■ **What is being asked**
Below are records; repeat them all exactly.

Stored data:
BEGIN
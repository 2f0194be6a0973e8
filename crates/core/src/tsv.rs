//! Ingestion of Tesseract `image_to_data` TSV output.
//!
//! Columns: `level page_num block_num par_num line_num word_num left top width
//! height conf text`. Only word rows (level 5) carry text; page, block, paragraph
//! and line rows report a confidence of -1 and are skipped.

use crate::error::{Error, Result};
use crate::types::Token;

const WORD_LEVEL: &str = "5";
const COLUMN_COUNT: usize = 12;

/// Parse Tesseract TSV into tokens, in file order.
///
/// Confidence values are rounded to whole percent. Rows with negative or oversized
/// geometry, or a confidence above 100, are rejected with a validation error.
/// Non-integral geometry and non-finite confidence are parse errors.
pub fn parse_tesseract_tsv(input: &str) -> Result<Vec<Token>> {
    let mut tokens = Vec::new();

    for (line_no, line) in input.lines().enumerate() {
        let line = line.trim_end_matches('\r');
        if line.is_empty() || line.starts_with("level") {
            continue;
        }

        // The text column may itself be empty, so split at most into 12 fields.
        let fields: Vec<&str> = line.splitn(COLUMN_COUNT, '\t').collect();
        if fields.len() < COLUMN_COUNT - 1 {
            return Err(Error::TokenParse(format!(
                "line {}: expected {} columns, found {}",
                line_no + 1,
                COLUMN_COUNT,
                fields.len()
            )));
        }

        if fields[0] != WORD_LEVEL {
            continue;
        }

        let conf = parse_confidence(fields[10], line_no)?;
        if conf < 0.0 {
            continue;
        }

        let text = fields.get(11).copied().unwrap_or_default();
        let int = |idx: usize, name: &str| parse_pixels(fields[idx], name, line_no);

        let token = Token::new(
            text,
            conf.round() as i64,
            int(6, "left")?,
            int(7, "top")?,
            int(8, "width")?,
            int(9, "height")?,
        )?;
        tokens.push(token);
    }

    log::debug!("Parsed {} word tokens from TSV", tokens.len());
    Ok(tokens)
}

fn invalid(field: &str, name: &str, line_no: usize, reason: impl std::fmt::Display) -> Error {
    Error::TokenParse(format!(
        "line {}: invalid {} value '{}': {}",
        line_no + 1,
        name,
        field,
        reason
    ))
}

/// Confidence is fractional in Tesseract output, but must be a real number.
fn parse_confidence(field: &str, line_no: usize) -> Result<f64> {
    let conf = field
        .trim()
        .parse::<f64>()
        .map_err(|e| invalid(field, "conf", line_no, e))?;
    if !conf.is_finite() {
        return Err(invalid(field, "conf", line_no, "not a finite number"));
    }
    Ok(conf)
}

/// Geometry must be a whole number of pixels; fractions are not truncated.
fn parse_pixels(field: &str, name: &str, line_no: usize) -> Result<i64> {
    field
        .trim()
        .parse::<i64>()
        .map_err(|e| invalid(field, name, line_no, e))
}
END
■ **Exercise result**
repository 2f0194be6a0973e8
filename crates/core/src/tsv.rs
//! Ingestion of Tesseract `image_to_data` TSV output.
//!
//! Columns: `level page_num block_num par_num line_num word_num left top width
//! height conf text`. Only word rows (level 5) carry text; page, block, paragraph
//! and line rows report a confidence of -1 and are skipped.

use crate::error::{Error, Result};
use crate::types::Token;

const WORD_LEVEL: &str = "5";
const COLUMN_COUNT: usize = 12;

/// Parse Tesseract TSV into tokens, in file order.
///
/// Confidence values are rounded to whole percent. Rows with negative or oversized
/// geometry, or a confidence above 100, are rejected with a validation error.
/// Non-integral geometry and non-finite confidence are parse errors.
pub fn parse_tesseract_tsv(input: &str) -> Result<Vec<Token>> {
    let mut tokens = Vec::new();

    for (line_no, line) in input.lines().enumerate() {
        let line = line.trim_end_matches('\r');
        if line.is_empty() || line.starts_with("level") {
            continue;
        }

        // The text column may itself be empty, so split at most into 12 fields.
        let fields: Vec<&str> = line.splitn(COLUMN_COUNT, '\t').collect();
        if fields.len() < COLUMN_COUNT - 1 {
            return Err(Error::TokenParse(format!(
                "line {}: expected {} columns, found {}",
                line_no + 1,
                COLUMN_COUNT,
                fields.len()
            )));
        }

        if fields[0] != WORD_LEVEL {
            continue;
        }

        let conf = parse_confidence(fields[10], line_no)?;
        if conf < 0.0 {
            continue;
        }

        let text = fields.get(11).copied().unwrap_or_default();
        let int = |idx: usize, name: &str| parse_pixels(fields[idx], name, line_no);

        let token = Token::new(
            text,
            conf.round() as i64,
            int(6, "left")?,
            int(7, "top")?,
            int(8, "width")?,
            int(9, "height")?,
        )?;
        tokens.push(token);
    }

    log::debug!("Parsed {} word tokens from TSV", tokens.len());
    Ok(tokens)
}

fn invalid(field: &str, name: &str, line_no: usize, reason: impl std::fmt::Display) -> Error {
    Error::TokenParse(format!(
        "line {}: invalid {} value '{}': {}",
        line_no + 1,
        name,
        field,
        reason
    ))
}

/// Confidence is fractional in Tesseract output, but must be a real number.
fn parse_confidence(field: &str, line_no: usize) -> Result<f64> {
    let conf = field
        .trim()
        .parse::<f64>()
        .map_err(|e| invalid(field, "conf", line_no, e))?;
    if !conf.is_finite() {
        return Err(invalid(field, "conf", line_no, "not a finite number"));
    }
    Ok(conf)
}

/// Geometry must be a whole number of pixels; fractions are not truncated.
fn parse_pixels(field: &str, name: &str, line_no: usize) -> Result<i64> {
    field
        .trim()
        .parse::<i64>()
        .map_err(|e| invalid(field, name, line_no, e))
}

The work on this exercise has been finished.